Installing Ollama offline and loading offline models

  1. Preface
    1. Install Ollama Offline
      1. Download the Installer
      2. Installation
    2. Start and Enable Auto-Start
  2. Offline Model Installation
    1. Qwen2.5-3b
    2. Llama3.2-3b
  3. Conclusion

Preface

I’ve been playing ollama locally for a long time, today I’m going to install ollama on the server, but the server doesn’t have an extranet, so I can only install it offline, I’ve looked for offline tutorials but there are fewer of them, so I’m going to write my own, so that I can check it out in the future.

Install Ollama Offline

Download the Installer

Download the appropriate installation package from the official Release page, based on the server’s CPU type. After downloading, upload the package to the server.

Ollama Release

Installation

Extract the installation package ollama linux amd64.tgz, navigate to the extracted directory, and run the install.sh script to complete the installation.

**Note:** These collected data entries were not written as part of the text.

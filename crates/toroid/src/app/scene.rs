use thiserror::Error;

use crate::color_heap::ColorHeapError;
use crate::ecs::Ecs;
use crate::interaction::InteractionManager;
use crate::sprite::SpriteError;
use crate::surface::SurfaceError;

use super::{Frame, LoopMetricsSnapshot};

#[derive(Debug, Error)]
pub enum SceneError {
    #[error(transparent)]
    Color(#[from] ColorHeapError),
    #[error(transparent)]
    Sprite(#[from] SpriteError),
}

/// Everything a scene may touch, handed to it explicitly on every call.
pub struct UiContext {
    pub interaction: InteractionManager,
    pub ecs: Ecs,
    /// Most recent loop metrics; default until the first interval elapses.
    pub metrics: LoopMetricsSnapshot,
}

impl UiContext {
    pub fn new(width: u32, height: u32) -> Result<Self, SurfaceError> {
        Ok(Self {
            interaction: InteractionManager::new(width, height)?,
            ecs: Ecs::new(),
            metrics: LoopMetricsSnapshot::default(),
        })
    }

    /// Runs the ECS systems against the interaction manager.
    pub fn tick(&mut self) {
        self.ecs.update(&mut self.interaction);
    }
}

pub trait Scene {
    fn load(&mut self, ctx: &mut UiContext) -> Result<(), SceneError>;
    fn update(&mut self, dt_seconds: f32, ctx: &mut UiContext);
    fn render(&mut self, frame: &mut Frame<'_>, ctx: &UiContext);
    fn unload(&mut self, ctx: &mut UiContext);
    fn debug_title(&self, _ctx: &UiContext) -> Option<String> {
        None
    }
}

# Extract the installation package
tar -zxvf Ollama\ Linux\ AMD64.tgz
# Move the ollama executable to the /usr/bin directory
sudo mv bin/ollama /usr/bin/ollama

Start and Enable Auto-Start

  1. Create an execution user. This step can be skipped; you can directly set root or any other user with ollama execution permissions.
sudo useradd -r -s /bin/false -U -m -d /usr/share/ollama ollama
sudo usermod -a -G ollama $(whoami)
  1. Create a configuration file

Create the file /etc/systemd/system/ollama.service and populate it with the following content, filling in the User and Group fields based on your choice in the previous step.

[Unit]
Description=Ollama Service
After=network-online.target

[Service]
ExecStart=/usr/bin/ollama serve
User=ollama
Group=ollama
Restart=always
RestartSec=3
Environment="PATH=$PATH"

[Install]
WantedBy=default.target

Then execute the following commands

# Load the configuration
sudo systemctl daemon-reload
# Enable auto-start on boot
sudo systemctl enable ollama
# Start the ollama service
sudo systemctl start ollama

Offline Model Installation

Here, we will use the gguf model installation method. The installation methods for models are quite similar, and you can refer to the following steps.

Qwen2.5-3b

1.Download the model. You can search for the corresponding gguf version of the model on huggingface, such as searching for qwen2.5-3b-gguf.

search huggingface model

You can choose any fine-tuned version; here, we refer to the model version selected on ollama, as shown in the figure below.

ollama qwen2.5-3b model

In the model we just found, click on Files and versions, locate the version found in ollama, and click download.

download qwen2.5-3b

2.Upload the downloaded file to the server directory /data/ollama and rename it to qwen2.5-3b.gguf (renaming for easier reference later).
3.Create a file named Modelfile in the /data/ollama directory and add the following content.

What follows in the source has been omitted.